16 Oct Surge in remote working fuels new migration
COVID-19 has changed the way we work forever. When the pandemic hit, governments across the world asked us to work from home where possible in order to protect health systems and economies. Those who could complied: for example, 62 percent of American employees, freelancers and business owners were working remotely in April, according to a Gallup poll.
With modern information and communication technologies facilitating rapid adoption of effective teleworking, both employees and employers have reaped benefits. Workers have enjoyed less commuting and greater autonomy. While, contrary to some expectations, companies have reported higher levels of productivity and flexibility, as well as fewer staff sick days, states multinational professional services firm EY.
So successful has the worldwide mass employment experiment been that many businesses intend to stay online once the pandemic is over. A survey from employment agency Upwork reveals that 62 percent of U.S. hiring managers intend to rely more on teleworking in future, while tech giants Google, Twitter and Facebook have announced that their entire workforces can work away from the office permanently.

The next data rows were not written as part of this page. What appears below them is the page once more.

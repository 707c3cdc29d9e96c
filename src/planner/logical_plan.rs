use crate::{
    executor::predicate::{Predicate, Projection},
    storage::schema::{ColumnSchema, TableSchema},
    types::{
        error::DatabaseError,
        value::{DataType, Value},
    },
};

/// A parsed statement, ready to run against a `Database`
#[derive(Debug, Clone, PartialEq)]
pub enum LogicalPlan {
    CreateTable(CreateTablePlan),
    Insert(InsertPlan),
    Select(SelectPlan),
    Delete(DeletePlan),
}

impl LogicalPlan {
    pub fn table_name(&self) -> &str {
        match self {
            LogicalPlan::CreateTable(plan) => &plan.table_name,
            LogicalPlan::Insert(plan) => &plan.table_name,
            LogicalPlan::Select(plan) => &plan.table_name,
            LogicalPlan::Delete(plan) => &plan.table_name,
        }
    }
}

#[derive(Debug, Clone, PartialEq)]
pub struct CreateTablePlan {
    pub table_name: String,
    pub columns: Vec<ColumnSchema>,
}

#[derive(Debug, Clone, PartialEq)]
pub struct InsertPlan {
    pub table_name: String,
    pub values: Vec<Literal>,
}

#[derive(Debug, Clone, PartialEq)]
pub struct SelectPlan {
    pub table_name: String,
    pub projection: Projection,
    pub predicate: Option<Predicate>,
}

#[derive(Debug, Clone, PartialEq)]
pub struct DeletePlan {
    pub table_name: String,
    pub predicate: Option<Predicate>,
}

/// An untyped constant from the query text.
///
/// Literals only get a type once they meet a column: `'7'` is a valid INT and
/// `42` is a valid VARCHAR.
#[derive(Debug, Clone, PartialEq, Eq)]
pub enum Literal {
    Number(String),
    Text(String),
}

impl Literal {
    pub fn as_str(&self) -> &str {
        match self {
            Literal::Number(s) | Literal::Text(s) => s,
        }
    }

    /// Cast to the column's declared type
    pub fn to_value(&self, column: &ColumnSchema) -> Result<Value, DatabaseError> {
        match column.data_type {
            DataType::Int => self
                .as_str()
                .parse::<u64>()
                .map(Value::Int)
                .map_err(|_| DatabaseError::TypeMismatch {
                    column: column.name.clone(),
                    expected: DataType::Int.to_string(),
                    actual: format!("{:?}", self.as_str()),
                }),
            DataType::Varchar => Ok(Value::Varchar(self.as_str().to_string())),
        }
    }

    /// Cast a full VALUES list against a schema, checking the count first
    pub fn to_values(literals: &[Literal], schema: &TableSchema) -> Result<Vec<Value>, DatabaseError> {
        if literals.len() != schema.columns.len() {
            return Err(DatabaseError::ColumnCountMismatch {
                table: schema.table_name.clone(),
                expected: schema.columns.len(),
                actual: literals.len(),
            });
        }
        schema
            .columns
            .iter()
            .zip(literals)
            .map(|(column, literal)| literal.to_value(column))
            .collect()
    }
}

impl From<u64> for Literal {
    fn from(value: u64) -> Self {
        Literal::Number(value.to_string())
    }
}

impl From<&str> for Literal {
    fn from(value: &str) -> Self {
        Literal::Text(value.to_string())
    }
}

impl From<String> for Literal {
    fn from(value: String) -> Self {
        Literal::Text(value)
    }
}
use std::path::PathBuf;

/// Where a database keeps its files and how hard it tries to persist them
#[derive(Debug, Clone, PartialEq, Eq)]
pub struct DatabaseConfig {
    /// Directory holding every table's schema, data and index files
    pub dir: PathBuf,
    /// `sync_data()` every file after it is written
    pub sync_writes: bool,
}

impl DatabaseConfig {
    pub fn new(dir: impl Into<PathBuf>) -> Self {
        Self {
            dir: dir.into(),
            sync_writes: false,
        }
    }

    pub fn with_sync_writes(mut self, sync_writes: bool) -> Self {
        self.sync_writes = sync_writes;
        self
    }
}

impl Default for DatabaseConfig {
    fn default() -> Self {
        Self::new(".")
    }
}
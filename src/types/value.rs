use std::fmt;

use serde::{Deserialize, Serialize};

#[derive(Debug, Clone, Copy, PartialEq, Eq, Serialize, Deserialize)]
pub enum DataType {
    #[serde(rename = "INT")]
    Int,
    #[serde(rename = "VARCHAR")]
    Varchar,
}

impl fmt::Display for DataType {
    fn fmt(&self, f: &mut fmt::Formatter<'_>) -> fmt::Result {
        match self {
            DataType::Int => write!(f, "INT"),
            DataType::Varchar => write!(f, "VARCHAR"),
        }
    }
}

#[derive(Debug, Clone, PartialEq, Eq, Hash)]
pub enum Value {
    Int(u64),
    Varchar(String),
}

impl Value {
    pub fn varchar(s: impl Into<String>) -> Self {
        Value::Varchar(s.into())
    }

    pub fn data_type(&self) -> DataType {
        match self {
            Value::Int(_) => DataType::Int,
            Value::Varchar(_) => DataType::Varchar,
        }
    }

    pub fn as_int(&self) -> Option<u64> {
        match self {
            Value::Int(i) => Some(*i),
            Value::Varchar(_) => None,
        }
    }

    pub fn as_str(&self) -> Option<&str> {
        match self {
            Value::Varchar(s) => Some(s),
            Value::Int(_) => None,
        }
    }
}

impl fmt::Display for Value {
    fn fmt(&self, f: &mut fmt::Formatter<'_>) -> fmt::Result {
        match self {
            Value::Int(i) => write!(f, "{}", i),
            Value::Varchar(s) => write!(f, "'{}'", s),
        }
    }
}

/// Longest prefix of `s` that fits in `length` UTF-16 code units.
///
/// A character needing a surrogate pair is dropped whole when only one unit
/// is left.
pub fn fit_varchar(s: &str, length: usize) -> &str {
    let mut units = 0;
    for (byte_index, ch) in s.char_indices() {
        units += ch.len_utf16();
        if units > length {
            return &s[..byte_index];
        }
    }
    s
}
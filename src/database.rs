use std::{collections::HashMap, fs, sync::Arc};

use parking_lot::{Mutex, RwLock};
use tracing::{debug, info, warn};

use crate::{
    config::DatabaseConfig,
    planner::{
        logical_plan::{Literal, LogicalPlan},
        parser::SqlParser,
    },
    storage::{
        RowStore, SCHEMA_FILE_SUFFIX, index_file_path, schema_file_path,
        schema::{ColumnSchema, TableSchema},
        table::TableStore,
    },
    types::{error::DatabaseError, row::Row},
};

/// Shared handle to one table; the mutex serializes every operation on it
pub type TableHandle = Arc<Mutex<TableStore>>;

/// What a statement hands back to the caller
#[derive(Debug, Clone, PartialEq, Eq)]
pub enum QueryOutput {
    /// CREATE TABLE, INSERT and DELETE
    Done,
    /// SELECT results in output order
    Rows(Vec<Row>),
}

impl QueryOutput {
    pub fn into_rows(self) -> Vec<Row> {
        match self {
            QueryOutput::Rows(rows) => rows,
            QueryOutput::Done => Vec::new(),
        }
    }
}

/// A directory of tables plus the statement dispatcher that runs against them.
///
/// `execute` takes `&self`; the table map sits behind a read-write lock and
/// each table behind its own mutex, so a `Database` can be shared between
/// threads and statements on the same table run one at a time.
pub struct Database {
    config: DatabaseConfig,
    parser: SqlParser,
    tables: RwLock<HashMap<String, TableHandle>>,
}

impl Database {
    /// Open the database in `config.dir`, creating the directory if needed and
    /// loading every table whose schema file is found there. A table that
    /// fails to load is logged and left out.
    pub fn open(config: DatabaseConfig) -> Result<Self, DatabaseError> {
        fs::create_dir_all(&config.dir)?;

        let mut tables = HashMap::new();
        for entry in fs::read_dir(&config.dir)? {
            let entry = entry?;
            if !entry.file_type()?.is_file() {
                continue;
            }
            let file_name = entry.file_name();
            let Some(table_name) = file_name
                .to_str()
                .and_then(|name| name.strip_suffix(SCHEMA_FILE_SUFFIX))
            else {
                continue;
            };
            match TableStore::open(&config, table_name) {
                Ok(store) => {
                    tables.insert(table_name.to_string(), Arc::new(Mutex::new(store)));
                }
                Err(e) => warn!(table = %table_name, error = %e, "skipping table that failed to load"),
            }
        }

        info!(dir = %config.dir.display(), tables = tables.len(), "database opened");
        Ok(Self {
            config,
            parser: SqlParser::new(),
            tables: RwLock::new(tables),
        })
    }

    pub fn config(&self) -> &DatabaseConfig {
        &self.config
    }

    /// Parse one statement and run it
    pub fn execute(&self, sql: &str) -> Result<QueryOutput, DatabaseError> {
        let plan = self.parser.parse_sql(sql)?;
        self.run(plan)
    }

    /// Route a parsed statement to the table it names
    pub fn run(&self, plan: LogicalPlan) -> Result<QueryOutput, DatabaseError> {
        debug!(table = plan.table_name(), ?plan, "running statement");
        match plan {
            LogicalPlan::CreateTable(plan) => {
                self.create_table(&plan.table_name, plan.columns)?;
                Ok(QueryOutput::Done)
            }
            LogicalPlan::Insert(plan) => {
                let table = self.table(&plan.table_name)?;
                let mut table = table.lock();
                let values = Literal::to_values(&plan.values, table.schema())?;
                table.insert(values)?;
                Ok(QueryOutput::Done)
            }
            LogicalPlan::Select(plan) => {
                let table = self.table(&plan.table_name)?;
                let rows = table.lock().select(&plan.projection, plan.predicate.as_ref())?;
                Ok(QueryOutput::Rows(rows))
            }
            LogicalPlan::Delete(plan) => {
                let table = self.table(&plan.table_name)?;
                table.lock().delete(plan.predicate.as_ref())?;
                Ok(QueryOutput::Done)
            }
        }
    }

    /// Create a table; an existing name is an error and leaves that table untouched
    pub fn create_table(&self, table_name: &str, columns: Vec<ColumnSchema>) -> Result<TableHandle, DatabaseError> {
        let mut tables = self.tables.write();
        // A schema file on disk also claims the name, even if it failed to load
        if tables.contains_key(table_name) || schema_file_path(&self.config.dir, table_name).exists() {
            return Err(DatabaseError::TableAlreadyExists {
                name: table_name.to_string(),
            });
        }

        let schema = TableSchema::new(table_name, columns)?;
        self.check_index_files(&tables, &schema)?;
        let store = TableStore::create(&self.config, schema)?;
        let handle = Arc::new(Mutex::new(store));
        tables.insert(table_name.to_string(), Arc::clone(&handle));
        Ok(handle)
    }

    /// `<table>_<column>.idx` is ambiguous (`a` + `b_c` and `a_b` + `c`), so
    /// refuse a table whose index file would land on another table's
    fn check_index_files(
        &self,
        tables: &HashMap<String, TableHandle>,
        schema: &TableSchema,
    ) -> Result<(), DatabaseError> {
        for (_, column) in schema.indexed_columns() {
            let path = index_file_path(&self.config.dir, &schema.table_name, &column.name);
            let owner = tables
                .iter()
                .find_map(|(name, handle)| {
                    let store = handle.lock();
                    store
                        .schema()
                        .indexed_columns()
                        .any(|(_, other)| index_file_path(&self.config.dir, name, &other.name) == path)
                        .then(|| name.clone())
                })
                // Files of a table that failed to load still count
                .or_else(|| path.exists().then(|| "<unknown>".to_string()));
            if let Some(owner) = owner {
                warn!(table = %schema.table_name, column = %column.name, %owner, "index file name already taken");
                return Err(DatabaseError::IndexFileConflict {
                    path: path.display().to_string(),
                    table: schema.table_name.clone(),
                    column: column.name.clone(),
                    owner,
                });
            }
        }
        Ok(())
    }

    pub fn table(&self, table_name: &str) -> Result<TableHandle, DatabaseError> {
        self.tables
            .read()
            .get(table_name)
            .cloned()
            .ok_or_else(|| DatabaseError::TableNotFound {
                name: table_name.to_string(),
            })
    }

    pub fn table_exists(&self, table_name: &str) -> bool {
        self.tables.read().contains_key(table_name)
    }

    /// Sorted table names
    pub fn table_names(&self) -> Vec<String> {
        let mut names: Vec<String> = self.tables.read().keys().cloned().collect();
        names.sort();
        names
    }

    pub fn schema(&self, table_name: &str) -> Result<TableSchema, DatabaseError> {
        Ok(self.table(table_name)?.lock().schema().clone())
    }
}
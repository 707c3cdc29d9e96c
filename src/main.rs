use std::{error::Error, io::Write};

use lajur::{Database, DatabaseConfig, QueryOutput};
use rustyline::{DefaultEditor, Result, error::ReadlineError};
use tracing::error;

const HISTORY_FILE: &str = ".lajur_history";

fn read_multiline_command(rl: &mut DefaultEditor) -> Result<String> {
    let mut input = String::new();
    let mut prompt = "lajur> ".to_string();

    loop {
        let line = rl.readline(&prompt)?;
        let trimmed_line = line.trim_end();

        // Trailing backslash continues the statement on the next line
        if let Some(continued) = trimmed_line.strip_suffix('\\') {
            input.push_str(continued);
            input.push(' ');
            prompt = "    -> ".to_string();
        } else {
            input.push_str(trimmed_line);
            break;
        }
    }

    Ok(input)
}

fn print_help() {
    println!(
        r#"
Statements:
  CREATE TABLE <name> (<col> INT | <col> VARCHAR(<n>), ...)
  INSERT INTO <name> VALUES (<value>, ...)
  SELECT * | <col>, ... FROM <name> [WHERE <col> = <value>]
  DELETE FROM <name> [WHERE <col> = <value>]

Commands:
  help, h          - Show this help message
  .tables          - List tables
  .schema <name>   - Show a table's definition
  clear            - Clear the screen
  exit, quit, q    - Exit

Use '\' at the end of a line for multiline input.
"#
    );
}

/// `Some(table)` for `.schema <table>`, `Some(None)` when the name is missing,
/// `None` when the line is not a `.schema` command at all
fn schema_command(cmd: &str) -> Option<Option<&str>> {
    let mut words = cmd.split_whitespace();
    if words.next() != Some(".schema") {
        return None;
    }
    match (words.next(), words.next()) {
        (Some(table_name), None) => Some(Some(table_name)),
        _ => Some(None),
    }
}

/// Handle one line of input, returning false when the shell should exit
fn process_command(db: &Database, command: &str) -> bool {
    let cmd = command.trim();

    match cmd {
        "exit" | "quit" | "q" => {
            println!("Goodbye!");
            return false;
        }
        "help" | "h" => print_help(),
        "clear" => {
            print!("\x1B[2J\x1B[1;1H");
            let _ = std::io::stdout().flush();
        }
        ".tables" => {
            for name in db.table_names() {
                println!("{}", name);
            }
        }
        "" => {}
        _ => {
            if let Some(target) = schema_command(cmd) {
                match target {
                    Some(table_name) => match db.schema(table_name) {
                        Ok(schema) => println!("{}", schema.to_sql()),
                        Err(e) => println!("Error: {}", e),
                    },
                    None => println!("Usage: .schema <name>"),
                }
                return true;
            }

            match db.execute(cmd) {
                Ok(QueryOutput::Done) => println!("OK"),
                Ok(QueryOutput::Rows(rows)) => {
                    for row in &rows {
                        let fields: Vec<String> = row.values.iter().map(|v| v.to_string()).collect();
                        println!("({})", fields.join(", "));
                    }
                    println!("{} row(s)", rows.len());
                }
                Err(e) => println!("Error: {}", e),
            }
        }
    }

    true
}

fn main() -> std::result::Result<(), Box<dyn Error>> {
    tracing_subscriber::fmt()
        .with_env_filter(
            tracing_subscriber::EnvFilter::try_from_default_env()
                .unwrap_or_else(|_| tracing_subscriber::EnvFilter::new("lajur=info")),
        )
        .with_target(true)
        .init();

    let dir = std::env::args().nth(1).unwrap_or_else(|| ".".to_string());
    let sync_writes = std::env::var("LAJUR_SYNC").is_ok_and(|v| v == "1");
    let config = DatabaseConfig::new(dir).with_sync_writes(sync_writes);
    let history_path = config.dir.join(HISTORY_FILE);
    let db = Database::open(config)?;

    println!("lajur - type 'help' for usage");

    let mut rl = DefaultEditor::new()?;
    let _ = rl.load_history(&history_path);

    loop {
        match read_multiline_command(&mut rl) {
            Ok(input) => {
                let command = input.trim().to_string();
                if !command.is_empty() {
                    rl.add_history_entry(&command)?;
                    if !process_command(&db, &command) {
                        break;
                    }
                }
            }
            Err(ReadlineError::Interrupted) => {
                println!("Interrupted");
                break;
            }
            Err(ReadlineError::Eof) => {
                break;
            }
            Err(err) => {
                error!(error = %err, "readline failed");
                break;
            }
        }
    }

    if let Err(e) = rl.save_history(&history_path) {
        error!(error = %e, "failed to save history");
    }
    Ok(())
}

Working from home is here to stay and—with the U.K.’s Centre for Economic Policy Research estimating that 34 percent of all U.S. jobs alone can be performed online long term—a lot of people have started asking themselves where they want that home to be. Now that the world is a teleworker’s oyster, lifestyles are being questioned, particularly by highly qualified professionals currently living in small, expensive properties in cramped cities like New York and London. Why stay, when they now have the freedom and opportunity to conduct their business from a laptop on a Caribbean beach or a log-fired house with stunning views of a Scandinavian mountain, for instance?
As a result, global migration of professionals is growing quickly, with choice of destination influenced by a wide range of considerations, including quality of life, cost of living, business environment, real estate options, schools, healthcare systems, climate and gastronomy. And COVID isn’t the only factor catalyzing this movement. Another is 2016’s Brexit vote, since when there has been a 30 percent rise in the number of U.K. citizens moving to EU countries, with many of these migrants being entrepreneurs who want to continue operating with free access to the EU single market.
On-the-ball governments have realized that this migration offers a huge opportunity. In the short term, international remote workers can provide more revenue than the average tourist. But the long-term economic benefits are even more substantial, as the immigrants bring with them advanced skill sets and innovative businesses. To capitalize on this opportunity, countries are starting to compete to attract remote workers and a plethora of new visas and incentives are being introduced to draw them in.
In July, Barbados launched its Barbados Welcome Stamp initiative that allows anyone earning over $50,000 a year to work from the Caribbean island for 12 months without paying income taxes. Others are offering similarly enticing visa programs specifically designed for freelancers and digital workers, such as Estonia, Georgia, Germany, Costa Rica and Norway. In addition, countries worldwide have brought in attractive visa and incentive packages for entrepreneurs. Some, like the Danish one, require a business idea to be approved by a panel of experts to ensure it adds value to the country’s economy. Thailand’s Smart Visa scheme goes further by targeting international startups, skilled professionals and investors in a range of specific high-tech industries.
As remote working becomes the new normal and the trend for global migration continues, the competition to attract foreign talent is certain to heat up further. In 2021, many of us will be asking ourselves two questions: where do we want to be and how much does that country want us to be there.